**Description of the task**
Copy each line below in which the string "decimal" occurs.

**Entries shown**

-- -- --

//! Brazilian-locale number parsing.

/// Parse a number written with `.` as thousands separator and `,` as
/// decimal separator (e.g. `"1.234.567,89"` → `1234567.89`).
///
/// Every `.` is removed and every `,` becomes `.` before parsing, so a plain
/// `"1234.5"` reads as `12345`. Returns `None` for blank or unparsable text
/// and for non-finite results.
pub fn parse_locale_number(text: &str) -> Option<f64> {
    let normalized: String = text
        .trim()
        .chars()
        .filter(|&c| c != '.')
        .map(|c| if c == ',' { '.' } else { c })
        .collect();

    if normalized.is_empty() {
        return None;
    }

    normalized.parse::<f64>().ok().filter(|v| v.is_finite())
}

-- -- --

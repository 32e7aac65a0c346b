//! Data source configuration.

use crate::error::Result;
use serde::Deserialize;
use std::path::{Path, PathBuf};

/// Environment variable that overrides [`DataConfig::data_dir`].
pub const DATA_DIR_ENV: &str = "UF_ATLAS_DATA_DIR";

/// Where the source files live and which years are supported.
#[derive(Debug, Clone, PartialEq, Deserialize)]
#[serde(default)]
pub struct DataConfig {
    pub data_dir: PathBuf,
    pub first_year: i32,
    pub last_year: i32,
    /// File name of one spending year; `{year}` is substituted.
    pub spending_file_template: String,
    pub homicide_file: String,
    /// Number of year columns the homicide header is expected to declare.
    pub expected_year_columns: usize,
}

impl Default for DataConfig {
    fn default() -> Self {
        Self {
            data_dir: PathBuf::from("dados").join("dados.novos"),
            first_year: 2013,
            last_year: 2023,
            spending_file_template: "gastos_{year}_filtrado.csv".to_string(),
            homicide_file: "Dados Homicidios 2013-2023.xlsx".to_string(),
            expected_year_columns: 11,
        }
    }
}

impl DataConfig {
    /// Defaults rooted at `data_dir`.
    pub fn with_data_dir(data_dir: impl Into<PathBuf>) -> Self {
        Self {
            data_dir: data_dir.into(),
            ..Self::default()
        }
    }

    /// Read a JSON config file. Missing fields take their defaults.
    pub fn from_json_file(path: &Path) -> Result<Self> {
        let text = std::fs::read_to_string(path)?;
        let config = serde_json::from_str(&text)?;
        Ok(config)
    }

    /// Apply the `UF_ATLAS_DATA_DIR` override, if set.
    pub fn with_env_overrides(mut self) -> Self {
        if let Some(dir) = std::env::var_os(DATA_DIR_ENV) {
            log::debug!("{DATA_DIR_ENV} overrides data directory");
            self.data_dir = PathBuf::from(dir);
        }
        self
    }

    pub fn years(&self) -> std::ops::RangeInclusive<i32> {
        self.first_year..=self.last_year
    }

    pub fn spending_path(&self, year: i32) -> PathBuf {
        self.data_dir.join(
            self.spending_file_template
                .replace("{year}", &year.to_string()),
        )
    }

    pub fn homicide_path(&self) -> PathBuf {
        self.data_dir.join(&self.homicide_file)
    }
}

-- -- --

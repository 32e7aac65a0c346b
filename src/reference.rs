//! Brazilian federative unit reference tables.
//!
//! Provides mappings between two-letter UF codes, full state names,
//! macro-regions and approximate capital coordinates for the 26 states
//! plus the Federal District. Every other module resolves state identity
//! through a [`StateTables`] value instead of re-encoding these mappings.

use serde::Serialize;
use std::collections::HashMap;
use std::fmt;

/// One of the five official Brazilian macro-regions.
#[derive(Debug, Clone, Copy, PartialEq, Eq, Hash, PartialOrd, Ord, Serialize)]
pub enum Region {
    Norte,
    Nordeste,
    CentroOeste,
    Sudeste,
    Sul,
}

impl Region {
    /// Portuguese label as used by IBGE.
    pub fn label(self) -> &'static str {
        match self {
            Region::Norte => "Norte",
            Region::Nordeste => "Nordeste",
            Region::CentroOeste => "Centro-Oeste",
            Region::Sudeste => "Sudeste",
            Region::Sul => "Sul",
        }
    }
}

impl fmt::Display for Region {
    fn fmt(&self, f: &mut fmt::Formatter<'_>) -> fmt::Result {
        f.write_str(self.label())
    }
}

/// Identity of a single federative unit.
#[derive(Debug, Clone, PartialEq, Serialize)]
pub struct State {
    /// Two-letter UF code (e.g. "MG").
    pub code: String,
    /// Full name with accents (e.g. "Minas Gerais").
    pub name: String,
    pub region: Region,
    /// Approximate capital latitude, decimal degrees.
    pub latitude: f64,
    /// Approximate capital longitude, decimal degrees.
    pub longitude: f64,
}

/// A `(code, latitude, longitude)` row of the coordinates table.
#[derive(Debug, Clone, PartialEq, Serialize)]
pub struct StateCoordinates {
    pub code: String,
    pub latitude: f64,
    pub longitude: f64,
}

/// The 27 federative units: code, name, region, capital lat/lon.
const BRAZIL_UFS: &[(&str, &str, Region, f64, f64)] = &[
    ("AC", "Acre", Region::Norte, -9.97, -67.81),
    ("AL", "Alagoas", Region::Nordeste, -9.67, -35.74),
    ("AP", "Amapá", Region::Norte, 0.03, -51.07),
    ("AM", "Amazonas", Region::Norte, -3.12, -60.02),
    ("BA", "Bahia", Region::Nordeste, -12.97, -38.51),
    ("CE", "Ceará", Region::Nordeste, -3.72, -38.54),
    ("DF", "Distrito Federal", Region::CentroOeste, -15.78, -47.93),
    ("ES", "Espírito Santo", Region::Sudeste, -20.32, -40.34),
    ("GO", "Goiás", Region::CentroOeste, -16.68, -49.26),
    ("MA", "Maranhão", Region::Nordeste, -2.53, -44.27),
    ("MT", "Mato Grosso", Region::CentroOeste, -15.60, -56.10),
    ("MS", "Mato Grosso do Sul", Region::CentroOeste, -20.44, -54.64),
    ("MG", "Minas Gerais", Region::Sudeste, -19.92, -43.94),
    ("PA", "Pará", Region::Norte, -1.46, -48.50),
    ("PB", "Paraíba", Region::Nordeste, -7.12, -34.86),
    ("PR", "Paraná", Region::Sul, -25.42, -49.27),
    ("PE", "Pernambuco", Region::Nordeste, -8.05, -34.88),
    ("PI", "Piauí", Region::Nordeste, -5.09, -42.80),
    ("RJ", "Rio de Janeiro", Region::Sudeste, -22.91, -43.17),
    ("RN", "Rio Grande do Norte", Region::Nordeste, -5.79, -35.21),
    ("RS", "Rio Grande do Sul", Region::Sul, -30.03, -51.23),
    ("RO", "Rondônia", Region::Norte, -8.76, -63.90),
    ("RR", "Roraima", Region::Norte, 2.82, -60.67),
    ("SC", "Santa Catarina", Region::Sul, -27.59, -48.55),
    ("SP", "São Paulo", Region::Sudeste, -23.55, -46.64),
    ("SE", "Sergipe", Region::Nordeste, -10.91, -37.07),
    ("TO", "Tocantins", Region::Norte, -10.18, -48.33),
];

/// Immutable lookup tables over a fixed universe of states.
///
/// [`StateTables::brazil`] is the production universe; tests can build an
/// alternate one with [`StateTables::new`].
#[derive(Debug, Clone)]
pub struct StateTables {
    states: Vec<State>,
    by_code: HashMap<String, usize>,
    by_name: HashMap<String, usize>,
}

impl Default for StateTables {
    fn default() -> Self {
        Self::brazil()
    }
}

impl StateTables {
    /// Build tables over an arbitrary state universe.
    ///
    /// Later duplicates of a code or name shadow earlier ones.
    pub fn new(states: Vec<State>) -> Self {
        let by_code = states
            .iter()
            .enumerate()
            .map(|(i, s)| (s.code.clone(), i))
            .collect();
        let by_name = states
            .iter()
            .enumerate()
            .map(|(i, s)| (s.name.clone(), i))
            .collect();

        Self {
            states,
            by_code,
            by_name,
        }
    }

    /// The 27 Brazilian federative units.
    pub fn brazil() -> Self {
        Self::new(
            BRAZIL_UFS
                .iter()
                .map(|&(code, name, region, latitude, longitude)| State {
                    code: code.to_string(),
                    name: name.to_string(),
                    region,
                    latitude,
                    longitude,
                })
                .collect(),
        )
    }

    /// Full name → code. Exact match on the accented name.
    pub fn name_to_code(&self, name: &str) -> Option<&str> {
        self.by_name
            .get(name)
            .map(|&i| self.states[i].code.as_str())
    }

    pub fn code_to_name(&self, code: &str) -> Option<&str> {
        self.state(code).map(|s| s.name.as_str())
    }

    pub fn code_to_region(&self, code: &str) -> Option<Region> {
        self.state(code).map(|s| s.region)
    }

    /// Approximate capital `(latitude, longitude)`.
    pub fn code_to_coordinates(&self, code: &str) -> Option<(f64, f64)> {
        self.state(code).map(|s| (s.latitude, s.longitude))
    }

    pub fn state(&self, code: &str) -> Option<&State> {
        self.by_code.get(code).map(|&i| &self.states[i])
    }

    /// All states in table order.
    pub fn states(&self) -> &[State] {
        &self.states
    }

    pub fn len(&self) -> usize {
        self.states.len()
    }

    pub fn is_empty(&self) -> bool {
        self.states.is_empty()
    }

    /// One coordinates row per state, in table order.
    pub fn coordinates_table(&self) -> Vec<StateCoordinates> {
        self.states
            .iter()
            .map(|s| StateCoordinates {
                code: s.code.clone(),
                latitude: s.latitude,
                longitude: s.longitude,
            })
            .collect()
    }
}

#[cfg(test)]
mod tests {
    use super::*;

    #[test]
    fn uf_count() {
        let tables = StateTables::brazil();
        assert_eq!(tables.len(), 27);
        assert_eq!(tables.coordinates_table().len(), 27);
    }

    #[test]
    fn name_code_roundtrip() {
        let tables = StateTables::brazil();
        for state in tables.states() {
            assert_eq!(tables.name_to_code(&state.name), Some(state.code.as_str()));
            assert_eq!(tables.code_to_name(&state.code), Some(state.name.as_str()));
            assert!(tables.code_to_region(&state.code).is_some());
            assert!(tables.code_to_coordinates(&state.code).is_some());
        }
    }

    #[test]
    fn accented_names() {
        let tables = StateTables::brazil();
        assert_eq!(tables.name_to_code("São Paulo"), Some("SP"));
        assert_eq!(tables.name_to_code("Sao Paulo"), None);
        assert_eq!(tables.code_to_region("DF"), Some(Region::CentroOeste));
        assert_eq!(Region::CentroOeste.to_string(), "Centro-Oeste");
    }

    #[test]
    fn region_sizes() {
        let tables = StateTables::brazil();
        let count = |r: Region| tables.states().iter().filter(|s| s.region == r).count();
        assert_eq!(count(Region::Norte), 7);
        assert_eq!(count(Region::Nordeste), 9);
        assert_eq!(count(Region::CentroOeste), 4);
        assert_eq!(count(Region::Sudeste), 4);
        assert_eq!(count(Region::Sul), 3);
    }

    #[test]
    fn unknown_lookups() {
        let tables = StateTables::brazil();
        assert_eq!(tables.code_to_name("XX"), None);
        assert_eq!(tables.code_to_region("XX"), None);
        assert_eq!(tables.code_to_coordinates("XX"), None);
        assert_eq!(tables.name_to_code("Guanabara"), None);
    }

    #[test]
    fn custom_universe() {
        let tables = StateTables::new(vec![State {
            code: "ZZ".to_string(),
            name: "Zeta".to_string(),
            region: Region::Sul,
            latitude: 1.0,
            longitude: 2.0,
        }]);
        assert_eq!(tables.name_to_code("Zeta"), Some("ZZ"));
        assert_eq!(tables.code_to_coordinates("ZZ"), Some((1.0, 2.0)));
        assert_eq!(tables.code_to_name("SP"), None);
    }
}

-- -- --

**Final answer**
/// decimal separator (e.g. `"1.234.567,89"` → `1234567.89`).
    /// Approximate capital latitude, decimal degrees.
    /// Approximate capital longitude, decimal degrees.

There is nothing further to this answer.